Gwaneumsa Temple in Gokseong, Jeollanam-do, not to be confused with the Gwaneumsa Temple on Jeju-do, is one of the more obscure major temples that you’ll find in Korea. Gwaneumsa Temple is named after the Bodhisattva of Compassion, Gwanseeum-bosal, and it’s located on the western foot of Mt. Seongdeoksan (646.6 m), which is named after a girl related to the origins of the temple (more on that soon). Gwaneumsa Temple is a sub-temple of the famed Hwaeomsa Temple of Gurye, Jeollanam-do.

Purportedly, Gwaneumsa Temple was founded in 300 A.D. This would make it one of the oldest temples on the Korean peninsula. Interestingly, and if true, the existence of Gwaneumsa Temple predates the adoption of Buddhism as the state religion in the Baekje Kingdom (18 B.C. – 660 A.D.) by some eighty-four years, as the Baekje Kingdom wasn’t to accept Buddhism as a state religion until 384 A.D. The temple is known to have been founded by a laywoman of Baekje named Seongdeok, which means “virtuous saint” in Korean. This was done to enshrine a gilt-bronze statue of Gwanseeum-bosal that she found in the port of Nagan-po in present day Boseong, Jeollanam-do.

After it was established, there are no records about Gwaneumsa Temple during the Three Kingdoms of Korea (18 B.C. – 660 A.D.), Later Silla (668 – 935 A.D.), and the early part of the Goryeo Dynasty (918-1392). However, by 1374, the Wontong-jeon Hall was restored. This was done through the support and finances of King Gongmin of Goryeo (r.1351-1374), who also ordered major renovations and expansion to the historic temple. In total, Gwaneumsa Temple has undergone five major renovations including this one during the late 14th century.

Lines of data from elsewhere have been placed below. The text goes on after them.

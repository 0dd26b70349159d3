use std::time::{Duration, Instant};

use anyhow::Result;
use nordic_aurora::driver::{AnimationDriver, FrameControl, StepScheduler};
use nordic_aurora::intro::IntroScene;
use nordic_aurora::noise::Fractal;
use nordic_aurora::storage::parse_bool;
use nordic_aurora::visual::{AuroraConfig, LayerRenderer, Preset, Theme, Viewport};

struct Args {
    frames: usize,
    w: u32,
    h: u32,
    dpr: f32,
    theme: Theme,
    seed: u64,
    intro: bool,
    ci_smoke: bool,
    quick: bool,
    max_ms: f64,
}

fn parse_args() -> Args {
    let mut args = Args {
        frames: 120,
        w: 320,
        h: 180,
        dpr: 1.0,
        theme: Theme::Dark,
        seed: 7,
        intro: true,
        ci_smoke: false,
        quick: false,
        max_ms: 40.0,
    };

    let argv = std::env::args().skip(1).collect::<Vec<_>>();
    let mut i = 0usize;
    while i < argv.len() {
        let k = argv[i].as_str();
        let v = argv.get(i + 1).map(|s| s.as_str());
        match (k, v) {
            ("--frames", Some(x)) => {
                if let Ok(n) = x.parse::<usize>() {
                    args.frames = n.max(1);
                }
                i += 2;
            }
            ("--w", Some(x)) => {
                if let Ok(n) = x.parse::<u32>() {
                    args.w = n.max(1);
                }
                i += 2;
            }
            ("--h", Some(x)) => {
                if let Ok(n) = x.parse::<u32>() {
                    args.h = n.max(1);
                }
                i += 2;
            }
            ("--dpr", Some(x)) => {
                if let Ok(v) = x.parse::<f32>() {
                    args.dpr = v;
                }
                i += 2;
            }
            ("--theme", Some("dark")) => {
                args.theme = Theme::Dark;
                i += 2;
            }
            ("--theme", Some("light")) => {
                args.theme = Theme::Light;
                i += 2;
            }
            ("--seed", Some(x)) => {
                if let Ok(n) = x.parse::<u64>() {
                    args.seed = n;
                }
                i += 2;
            }
            ("--intro", Some(x)) => {
                if let Some(v) = parse_bool(x) {
                    args.intro = v;
                }
                i += 2;
            }
            ("--ci-smoke", Some(x)) if !x.starts_with("--") => {
                args.ci_smoke = parse_bool(x).unwrap_or(true);
                i += 2;
            }
            ("--ci-smoke", _) => {
                args.ci_smoke = true;
                i += 1;
            }
            ("--quick", Some(x)) if !x.starts_with("--") => {
                args.quick = parse_bool(x).unwrap_or(true);
                i += 2;
            }
            ("--quick", _) => {
                args.quick = true;
                i += 1;
            }
            ("--max-ms", Some(x)) => {
                if let Ok(v) = x.parse::<f64>() {
                    args.max_ms = v.max(0.1);
                }
                i += 2;
            }
            _ => {
                i += 1;
            }
        }
    }

    if args.quick {
        args.frames = args.frames.min(30);
    }

    args
}

fn bench_preset(args: &Args, preset: Preset) -> (f64, usize) {
    let mut cfg = AuroraConfig::preset(preset, args.theme);
    cfg.seed = Some(args.seed);
    let mut driver = AnimationDriver::new(LayerRenderer::with_fractal(cfg, Fractal::seeded(args.seed)));
    driver.mount(Viewport::new(args.w, args.h, args.dpr));

    let mut scheduler = StepScheduler::new(args.frames, 1.0 / 60.0);
    let mut lit = 0usize;
    let start = Instant::now();
    driver.run(&mut scheduler, |surface| {
        if let Some(s) = surface {
            if s.pixels().chunks_exact(4).any(|p| p[3] != 0 && (p[0] | p[1] | p[2]) != 0) {
                lit += 1;
            }
        }
        FrameControl::Continue
    });
    let elapsed = start.elapsed();
    (elapsed.as_secs_f64() * 1000.0 / args.frames as f64, lit)
}

fn bench_intro(args: &Args) {
    let scene = IntroScene::new(args.theme, false, args.seed);
    let w = args.w as usize;
    let h = args.h as usize;
    let mut buf = vec![0u8; w * h * 4];
    let start = Instant::now();
    for f in 0..args.frames {
        scene.render(&mut buf, w, h, args.dpr, f as f32 / 60.0);
    }
    let ms = start.elapsed().as_secs_f64() * 1000.0 / args.frames as f64;
    println!("Intro scene:  {:>8.3} ms/frame  fireflies={}", ms, scene.firefly_count());
}

fn main() -> Result<()> {
    let args = parse_args();
    let mut total_time = Duration::ZERO;
    let mut total_frames = 0usize;
    let mut black_presets = Vec::<&'static str>::new();
    let mut slow_presets = Vec::<(&'static str, f64)>::new();

    println!(
        "Aurora benchmark: presets={} frames/preset={} size={}x{} dpr={} theme={} quick={}",
        Preset::all().len(),
        args.frames,
        args.w,
        args.h,
        args.dpr,
        args.theme.label(),
        args.quick
    );

    for (idx, preset) in Preset::all().into_iter().enumerate() {
        let (ms, lit) = bench_preset(&args, preset);
        total_time += Duration::from_secs_f64(ms * args.frames as f64 / 1000.0);
        total_frames += args.frames;
        println!(
            "{:>2}. {:<10} {:>8.3} ms/frame  lit={:>3}/{}",
            idx,
            preset.label(),
            ms,
            lit,
            args.frames
        );
        if lit == 0 {
            black_presets.push(preset.label());
        }
        if args.ci_smoke && ms > args.max_ms {
            slow_presets.push((preset.label(), ms));
        }
    }

    let avg_ms = total_time.as_secs_f64() * 1000.0 / total_frames.max(1) as f64;
    let fps = if avg_ms > 0.0 { 1000.0 / avg_ms } else { 0.0 };
    println!("Summary: {:>8.3} ms/frame avg  {:>7.2} FPS", avg_ms, fps);
    if args.intro {
        bench_intro(&args);
    }

    if args.ci_smoke {
        if !black_presets.is_empty() || !slow_presets.is_empty() {
            eprintln!("CI smoke: FAIL");
            if !black_presets.is_empty() {
                eprintln!("  black presets: {}", black_presets.join(", "));
            }
            for (name, ms) in slow_presets {
                eprintln!("  slow preset: {} ({:.3} ms/frame > {:.3})", name, ms, args.max_ms);
            }
            anyhow::bail!("ci smoke failed");
        }
        println!("CI smoke: PASS (max_ms={:.3})", args.max_ms);
    }

    Ok(())
}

The entire temple was destroyed by fire, except the Wontong-jeon Hall, in 1597 during the second invasion of the Imjin War (1592-1598). The temple underwent further reconstruction and rebuilding after this destruction in 1604. More recently, Master Yeongdam renovated and repaired Gwaneumsa Temple after it had been partially destroyed by fire in 1912. The temple suffered heavy damage during the Korean War (1950-53), losing almost all temple shrine halls including the famed Wontong-jeon Hall, which was Korean Treasure #273 and the gilt-bronze Gwanseeum-bosal statue that was Korean Treasure #214.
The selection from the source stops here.